THERE are times when words do not seem to be enough, when no matter how hard you try, you simply cannot do the size and magnitude of an achievement justice.
No matter how long you attempt to describe it, you will never truly capture the incredible drama and emotion of the occasion.
Newcastle United’s sensational comeback against Arsenal can be summed up in a match report, the brilliance of the feat can be placed on record and what it means to a team which has had to overcome so much this season can be explained.
However, the feeling that accompanied it, that is yours to remember and to cherish. It is too special and too unique to spoil.
It will live forever, it will be there at every match you attend, it will offer hope in even the darkest of Newcastle hours.
It will keep you warm on cold January nights, you will pass it down to your children, it will be romanticised and immortalised and if you were there, if you stayed for the second-half, if you played your part in the dismantling of a superb Arsenal side, you have witnessed one of the greatest games of football Tyneside has ever seen. Only the person reading this knows how they felt as that stunning, fantastic fightback unfolded in front of their eyes.
Only those who stood inside St James’ Park and heard the roar that accompanied each goal, each Newcastle tackle, each Newcastle attack, will know the emotion that overwhelmed them.
It was a wonderful, exhilarating feeling, a rare rush, a spine-tingling, tear-jerking thrill of a ride which pumped you full of adrenaline, pride and joy.
First, though, came the low, the despair and the devastation.
For 45 minutes, Newcastle United were a comedy of errors, only nobody other than Arsenal was laughing.
The defending was so bad, the passing so poor, the marking so slack, the movement so stilted, United were a joke of a football team representing a joke of a football club.
They were a team which looked as if it had been destroyed by the departure of one player, a group of players who no longer believed in itself or the leadership of those who run it because of the controversial sale of Andy Carroll.
They played like players who felt sorry for themselves and sorry for what their season had become.
Arsenal took advantage like cackling hyenas stripping the carcass of a wounded zebra.
It was horrible to watch and appeared to confirm the fresh demise of Newcastle United had begun with the £35m sale of their star striker. There is no need to go into too much detail about Arsenal’s four goals other than to say the defending was atrocious.
Theo Walcott scampered clear of a flat back four after a lovely first-time pass from Andrei Arshavin to score the first after just 42 seconds and Johan Djourou headed in unchallenged after he drifted unmarked in between Kevin Nolan and Mike Williamson at a set-piece.
There were less than three minutes gone and the Magpies looked dead and buried inside ten, Walcott cutting the ball back to Robin van Persie after making a mockery of José Enrique at left-back. Bacary Sagna did the same to the Spaniard after 26 minutes, Williamson merely watching as van Persie ran straight in front of him to head in a pinpoint cross.
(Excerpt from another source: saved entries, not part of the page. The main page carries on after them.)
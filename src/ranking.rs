use std::collections::HashMap;

use once_cell::sync::Lazy;
use rust_stemmers::{Algorithm, Stemmer};
use tracing::debug;

use crate::errors::EngineFailure;
use crate::models::Persona;
use crate::sections::Section;

static STEMMER: Lazy<Stemmer> = Lazy::new(|| Stemmer::create(Algorithm::English));

const JOB_WEIGHT: f64 = 2.0;
const FOCUS_WEIGHT: f64 = 1.5;
const ROLE_WEIGHT: f64 = 1.0;
const LEXICON_WEIGHT: f64 = 0.75;
const TITLE_WEIGHT: f64 = 2.0;

const STOPWORDS: &[&str] = &[
    "a", "about", "all", "also", "an", "and", "any", "are", "as", "at", "be", "been", "but",
    "by", "can", "do", "does", "each", "for", "from", "get", "has", "have", "how", "i", "if",
    "in", "into", "is", "it", "its", "me", "more", "my", "need", "needs", "no", "not", "of",
    "on", "or", "our", "should", "so", "some", "than", "that", "the", "their", "them", "then",
    "there", "these", "they", "this", "those", "to", "up", "use", "using", "was", "we", "were",
    "what", "when", "which", "who", "will", "with", "would", "you", "your",
];

/// Role-specific vocabulary used to widen the query beyond the words the
/// persona and job literally contain.
const DOMAIN_LEXICON: &[(&str, &[&str])] = &[
    (
        "travel planner",
        &[
            "hotel", "restaurant", "itinerary", "transport", "budget", "beach", "coast", "city",
            "travel", "plan", "friends", "day trip", "accommodation", "sightseeing", "tour",
            "flight", "train", "booking", "reservation", "nightlife",
        ],
    ),
    (
        "hr professional",
        &[
            "form", "fillable", "signature", "compliance", "onboarding", "field", "text box",
            "checkbox", "dropdown", "required", "document", "approval", "electronic", "sign",
            "pdf", "employee", "new hire", "paperwork", "tax form", "contract",
        ],
    ),
    (
        "food contractor",
        &[
            "recipe", "vegetarian", "buffet", "ingredients", "preparation", "gluten-free",
            "menu", "dish", "cooking", "serving", "allergy", "dietary", "vegan", "meal",
            "course", "appetizer", "main course", "dessert", "salad", "soup",
        ],
    ),
    (
        "researcher",
        &[
            "methodology", "method", "dataset", "benchmark", "evaluation", "results",
            "experiment", "baseline", "performance", "literature", "analysis", "metric",
        ],
    ),
    (
        "investment analyst",
        &[
            "revenue", "growth", "market", "profit", "margin", "investment", "strategy",
            "competitive", "earnings", "financial", "trend", "r&d",
        ],
    ),
    (
        "student",
        &[
            "concept", "definition", "mechanism", "example", "principle", "summary", "key",
            "reaction", "theory", "exam",
        ],
    ),
];

/// Lowercased words with surrounding punctuation and stopwords removed.
pub fn tokenize(text: &str) -> Vec<String> {
    text.to_lowercase()
        .split(|c: char| c.is_whitespace() || c == '/' || c == '-')
        .map(|s| s.trim_matches(|c: char| !c.is_alphanumeric()).to_string())
        .filter(|s| s.chars().count() > 1 && !STOPWORDS.contains(&s.as_str()))
        .collect()
}

pub fn stem(word: &str) -> String {
    STEMMER.stem(word).into_owned()
}

fn stems(text: &str) -> Vec<String> {
    tokenize(text).iter().map(|t| stem(t)).collect()
}

/// Weighted stemmed terms describing what the persona is looking for.
#[derive(Debug, Clone, Default)]
pub struct QueryProfile {
    terms: HashMap<String, f64>,
}

impl QueryProfile {
    pub fn from_request(persona: &Persona, job: &str) -> Self {
        let mut profile = Self::default();
        profile.add_text(job, JOB_WEIGHT);
        profile.add_text(&persona.focus, FOCUS_WEIGHT);
        profile.add_text(&persona.role, ROLE_WEIGHT);
        profile.add_text(&persona.expertise, ROLE_WEIGHT);

        let role = persona.role.to_lowercase();
        for (key, keywords) in DOMAIN_LEXICON {
            if role.contains(key) {
                debug!(lexicon = key, "expanding query with role vocabulary");
                for keyword in *keywords {
                    profile.add_text(keyword, LEXICON_WEIGHT);
                }
            }
        }
        profile
    }

    /// Keeps the highest weight a term was given.
    fn add_text(&mut self, text: &str, weight: f64) {
        for term in stems(text) {
            let entry = self.terms.entry(term).or_insert(0.0);
            *entry = entry.max(weight);
        }
    }

    pub fn is_empty(&self) -> bool {
        self.terms.is_empty()
    }

    pub fn weight(&self, word: &str) -> Option<f64> {
        self.terms.get(&stem(&word.to_lowercase())).copied()
    }

    /// Sum over matched terms of `weight * (1 + ln(count))`.
    pub fn score_text(&self, text: &str) -> f64 {
        let mut counts: HashMap<String, usize> = HashMap::new();
        for term in stems(text) {
            if self.terms.contains_key(&term) {
                *counts.entry(term).or_default() += 1;
            }
        }
        counts
            .iter()
            .map(|(term, count)| self.terms[term] * (1.0 + (*count as f64).ln()))
            .sum()
    }

    /// Title matches count extra; long bodies are damped so a section does not
    /// win on length alone.
    pub fn score_section(&self, section: &Section) -> f64 {
        let tokens = tokenize(&section.content).len().max(1) as f64;
        let norm = 1.0 + tokens.ln() / 4.0;
        TITLE_WEIGHT * self.score_text(&section.title) + self.score_text(&section.content) / norm
    }
}

#[derive(Debug, Clone)]
pub struct RankedSection {
    pub rank: u32,
    pub score: f64,
    pub section: Section,
}

/// Scores every section, keeps those with any relevance, and returns the
/// best `limit` with ranks `1..=N`. Ties fall back to document order, then
/// page, then position within the document. When nothing is relevant, every
/// section is kept at score zero so the result still lists them in reading
/// order.
pub fn rank_sections(
    sections: Vec<Section>,
    profile: &QueryProfile,
    limit: usize,
) -> Result<Vec<RankedSection>, EngineFailure> {
    let mut scored = Vec::with_capacity(sections.len());
    for section in sections {
        let score = profile.score_section(&section);
        if !score.is_finite() {
            return Err(EngineFailure::Ranking(format!(
                "non-finite score for '{}' in {}",
                section.title, section.document
            )));
        }
        scored.push((score, section));
    }
    if scored.iter().any(|(score, _)| *score > 0.0) {
        scored.retain(|(score, _)| *score > 0.0);
    } else if !scored.is_empty() {
        debug!(sections = scored.len(), "no section matched the query, keeping reading order");
    }

    scored.sort_by(|(a_score, a), (b_score, b)| {
        b_score
            .total_cmp(a_score)
            .then(a.doc_index.cmp(&b.doc_index))
            .then(a.page_number.cmp(&b.page_number))
            .then(a.position.cmp(&b.position))
    });

    Ok(scored
        .into_iter()
        .take(limit)
        .enumerate()
        .map(|(i, (score, section))| {
            debug!(rank = i + 1, score, title = %section.title, document = %section.document, "ranked section");
            RankedSection {
                rank: (i + 1) as u32,
                score,
                section,
            }
        })
        .collect())
}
Van Persie very nearly made it five before the break and Steve Harper made two fine saves to keep the score down, but it appeared to be nothing more than a damage limitation exercise.
Newcastle were in complete disarray, and there were those in the stands who could no longer contain their anger.
One grey-haired fan standing behind the Newcastle dugout delivered a sustained verbal assault on manager Alan Pardew before presumably stomping off to the pub in a huff.
He was not alone, several others thought they had seen all they could take at half-time. It is a decision they will always regret.
Pardew’s half-time team talk was aggressive and to the point.
Go out there are repair some of the damage, but even he could not envisage what followed as a partisan crowd refused to turn on their own and Arsenal buckled the more pressure was exerted.
As soon as Abou Diaby was dismissed, correctly, for grabbing Joey Barton in protest at a stiff but fair tackle from the midfielder, and throwing him to the floor, Newcastle had hope and the charge gathered momentum. Danny Simpson had already been denied by Wojciech Szczesny when Leon Best was tripped from behind by Laurent Koscielny and Barton converted from the spot. Twenty-two minutes were left.
Best should have pulled another back minutes later, but was incorrectly judged to be offside, but the Republic of Ireland international would not be denied, stabbing home an Enrique cross at the second attempt.
Arsenal’s confidence was crumbling, their crowing support silenced.
When Barton converted from the spot for a second time after Nile Ranger had twice been kept out by Szczesny, this time when Williamson was fortunate to earn a penalty following an aerial challenge from Koscielny and Tomas Rosicky, it felt like a fourth was inevitable. In what spectacular fashion it came. A Barton free-kick was headed towards where Cheik Tioté lurked. The ball looped towards him, the midfielder set himself, standing on his favoured right foot before smashing a dipping volley into the bottom corner from 30 yards out with his weaker left.
St James’ Park erupted into a roaring, cheering, dancing sea of celebration. Nolan almost won it in stoppage time, but nobody complained about the draw.